My Tender Matador () is a 2020 Chilean drama film directed by Rodrigo Sepúlveda with a screenplay written by the same Sepúlveda, alongside Juan Elias Tovar. It is based on Pedro Lemebel's novel of the same name.

Plot
Chile, 1986, a few days before Pinochet's attempted assassination.
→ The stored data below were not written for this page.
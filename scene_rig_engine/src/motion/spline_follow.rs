/// Spline follow: move a node along a path and turn it toward its heading.
///
/// The path lies in the XZ plane: a control point `(x, y)` maps to the local
/// position `(x, height, y)`.

use std::sync::Arc;
use glam::{Vec2, Vec3};
use crate::error::Result;
use crate::path::SplinePath;
use crate::scene::NodeKey;
use super::controller::{MotionContext, MotionController};
use super::motion_state::{MotionKind, MotionTarget};

/// Default look-ahead along the path (fraction of the loop)
pub const DEFAULT_SPLINE_LEAD: f32 = 0.01;

pub struct SplineFollowController {
    name: String,
    node: NodeKey,
    path: Arc<SplinePath>,
    lead: f32,
    height: f32,
}

impl SplineFollowController {
    pub fn new(name: &str, node: NodeKey, path: Arc<SplinePath>) -> Self {
        Self {
            name: name.to_string(),
            node,
            path,
            lead: DEFAULT_SPLINE_LEAD,
            height: 0.0,
        }
    }

    pub fn with_lead(mut self, lead: f32) -> Self {
        self.lead = lead;
        self
    }

    pub fn with_height(mut self, height: f32) -> Self {
        self.height = height;
        self
    }

    pub fn path(&self) -> &SplinePath {
        &self.path
    }

    /// Path parameter at `elapsed`: `(elapsed * rate * speed + phase) mod 1`
    pub fn parameter_at(elapsed: f32, rate: f32, phase: f32) -> f32 {
        (elapsed * rate + phase).rem_euclid(1.0)
    }

    fn lift(&self, point: Vec2) -> Vec3 {
        Vec3::new(point.x, self.height, point.y)
    }
}

impl MotionController for SplineFollowController {
    fn name(&self) -> &str {
        &self.name
    }

    fn kind(&self) -> MotionKind {
        MotionKind::SplineFollow
    }

    fn targets(&self) -> Vec<MotionTarget> {
        vec![MotionTarget::Node(self.node)]
    }

    fn update(&mut self, ctx: &mut MotionContext) -> Result<()> {
        let params = ctx.params(MotionTarget::Node(self.node), MotionKind::SplineFollow)?;
        let t = Self::parameter_at(ctx.elapsed, params.rate * params.speed, params.phase);

        let position = self.lift(self.path.point_at(t));
        let ahead = self.lift(self.path.point_at(t + self.lead));
        ctx.scene.transform_mut(self.node)?.position = position;

        // Heading point lives in the parent's space; look_at wants world space
        let ahead_world = match ctx.scene.node(self.node).and_then(|n| n.parent()) {
            Some(parent) => ctx.scene.world_matrix(parent)?.transform_point3(ahead),
            None => ahead,
        };
        ctx.scene.look_at(self.node, ahead_world)
    }
}

#[cfg(test)]
#[path = "spline_follow_tests.rs"]
mod tests;
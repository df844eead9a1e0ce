/// Material parameters driven by the animation layer.
///
/// Shading itself belongs to the renderer; only the colors that controllers
/// animate (base color, emissive) live here.

use slotmap::new_key_type;

new_key_type! {
    /// Stable key of a material stored in a `Scene`
    pub struct MaterialKey;
}

/// Linear RGB color, components in [0, 1].
#[derive(Debug, Clone, Copy, PartialEq, Default)]
pub struct Color {
    pub r: f32,
    pub g: f32,
    pub b: f32,
}

impl Color {
    pub const BLACK: Self = Self { r: 0.0, g: 0.0, b: 0.0 };
    pub const WHITE: Self = Self { r: 1.0, g: 1.0, b: 1.0 };

    pub const fn new(r: f32, g: f32, b: f32) -> Self {
        Self { r, g, b }
    }

    /// Color from a packed `0xRRGGBB` value
    pub fn from_hex(hex: u32) -> Self {
        Self {
            r: ((hex >> 16) & 0xff) as f32 / 255.0,
            g: ((hex >> 8) & 0xff) as f32 / 255.0,
            b: (hex & 0xff) as f32 / 255.0,
        }
    }

    /// Color from hue, saturation and lightness, all in [0, 1].
    ///
    /// Hue wraps; saturation and lightness are clamped.
    pub fn from_hsl(h: f32, s: f32, l: f32) -> Self {
        let h = h.rem_euclid(1.0);
        let s = s.clamp(0.0, 1.0);
        let l = l.clamp(0.0, 1.0);

        if s == 0.0 {
            return Self::new(l, l, l);
        }

        let p = if l <= 0.5 { l * (1.0 + s) } else { l + s - l * s };
        let q = 2.0 * l - p;

        Self {
            r: hue_to_rgb(q, p, h + 1.0 / 3.0),
            g: hue_to_rgb(q, p, h),
            b: hue_to_rgb(q, p, h - 1.0 / 3.0),
        }
    }

    /// Hue in [0, 1) (0 for greys)
    pub fn hue(&self) -> f32 {
        let max = self.r.max(self.g).max(self.b);
        let min = self.r.min(self.g).min(self.b);
        let delta = max - min;
        if delta <= f32::EPSILON {
            return 0.0;
        }
        let hue = if max == self.r {
            (self.g - self.b) / delta + if self.g < self.b { 6.0 } else { 0.0 }
        } else if max == self.g {
            (self.b - self.r) / delta + 2.0
        } else {
            (self.r - self.g) / delta + 4.0
        };
        (hue / 6.0).rem_euclid(1.0)
    }
}

fn hue_to_rgb(p: f32, q: f32, t: f32) -> f32 {
    let t = t.rem_euclid(1.0);
    if t < 1.0 / 6.0 {
        p + (q - p) * 6.0 * t
    } else if t < 0.5 {
        q
    } else if t < 2.0 / 3.0 {
        p + (q - p) * 6.0 * (2.0 / 3.0 - t)
    } else {
        p
    }
}

/// Animated material parameters.
#[derive(Debug, Clone, PartialEq)]
pub struct Material {
    pub name: String,
    pub color: Color,
    pub emissive: Color,
}

impl Material {
    pub fn new(name: &str, color: Color) -> Self {
        Self {
            name: name.to_string(),
            color,
            emissive: Color::BLACK,
        }
    }

    pub fn with_emissive(mut self, emissive: Color) -> Self {
        self.emissive = emissive;
        self
    }
}

#[cfg(test)]
#[path = "material_tests.rs"]
mod tests;
use glam::{Quat, Vec3};
use std::f32::consts::{FRAC_PI_2, PI};
use super::*;

fn assert_vec3_near(a: Vec3, b: Vec3) {
    assert!(a.distance(b) < 1e-4, "{:?} != {:?}", a, b);
}

// ============================================================================
// Transform
// ============================================================================

#[test]
fn test_identity_matrix() {
    let t = Transform::IDENTITY;
    assert_eq!(t.matrix(), glam::Affine3A::IDENTITY);
    assert_eq!(Transform::default(), t);
}

#[test]
fn test_matrix_applies_scale_rotation_translation() {
    let t = Transform::from_position(Vec3::new(1.0, 2.0, 3.0))
        .with_rotation(Vec3::new(0.0, FRAC_PI_2, 0.0))
        .with_scale(Vec3::splat(2.0));
    // +X scaled to 2, yawed 90 degrees to -Z, then translated
    let p = t.matrix().transform_point3(Vec3::X);
    assert_vec3_near(p, Vec3::new(1.0, 2.0, 1.0));
}

#[test]
fn test_quaternion_round_trip() {
    let mut t = Transform::IDENTITY;
    let q = Quat::from_rotation_y(0.7) * Quat::from_rotation_x(0.3);
    t.set_quaternion(q);
    assert!(t.quaternion().angle_between(q) < 1e-4);
}

#[test]
fn test_single_axis_rotation_preserves_others() {
    let mut wheel = Transform::IDENTITY.with_rotation(Vec3::new(0.0, 0.0, PI * 0.5));
    wheel.rotation.x = 3.0;
    assert_eq!(wheel.rotation.z, PI * 0.5);
}

// ============================================================================
// look_rotation
// ============================================================================

#[test]
fn test_look_rotation_positive_z_faces_target() {
    let q = look_rotation(Vec3::ZERO, Vec3::new(10.0, 0.0, 0.0), Vec3::Y, Facing::PositiveZ).unwrap();
    assert_vec3_near(q * Vec3::Z, Vec3::X);
}

#[test]
fn test_look_rotation_negative_z_faces_target() {
    let q = look_rotation(Vec3::ZERO, Vec3::new(0.0, 0.0, 5.0), Vec3::Y, Facing::NegativeZ).unwrap();
    assert_vec3_near(q * Vec3::NEG_Z, Vec3::Z);
}

#[test]
fn test_look_rotation_same_point_is_none() {
    assert!(look_rotation(Vec3::ONE, Vec3::ONE, Vec3::Y, Facing::PositiveZ).is_none());
}

#[test]
fn test_look_rotation_straight_up_is_finite() {
    let q = look_rotation(Vec3::ZERO, Vec3::new(0.0, 10.0, 0.0), Vec3::Y, Facing::PositiveZ).unwrap();
    assert!(q.is_finite());
    assert!((q * Vec3::Z).y > 0.99);
}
It's the love story between "the Queen of the Corner" (Castro), a middle aged travesti who embroiders tablecloths for military wives, and young Carlos (Ortizgris), a guerrilla member of the Manuel Rodríguez Patriotic Front.

Cast
 Alfredo Castro as "la loca del frente"
 Leonardo Ortizgris as "Carlos"
 Amparo Noguera as "Doña Olguita"
 Sergio Hernández as "Rana"
 Julieta Zylberberg as "Laura"
 Luis Gnecco as "Myrna"
 Ezequiel Díaz as "Lupe"
 Paulina Urrutia as "Doña Clarita"
 Gastón Salgado as "Pimp"
 Erto Pantoja as "Bodyguard"
 Victor Montero as "Militar 1"
 Jaime Leiva as "Militar 2"
 Daniel Antivilo as "Toñita"
 Marcelo Alonso as "girl from the choir 1"
 Pedro Fontaine as "girl from the choir 2"
 Manuel Peña as "girl from the choir 3"
 Paula Leoncini as  "detenaid woman"

Production
For many years, the idea of adapting to the cinema the novel by the Chilean artist Pedro Lemebel was being handled. Director Rodrigo Sepúlveda and Lemebel himself were strongly involved. There were many reasons that postponed the project, lack of funding, disagreements between parts, copyrights for the cinematographic work, the authorship of the script, etc. There was much speculation about the problems among everyone involved in something that the producer once called his "most ambitious project to date."
Complications reached a very high point after Lemebel's death in 2015.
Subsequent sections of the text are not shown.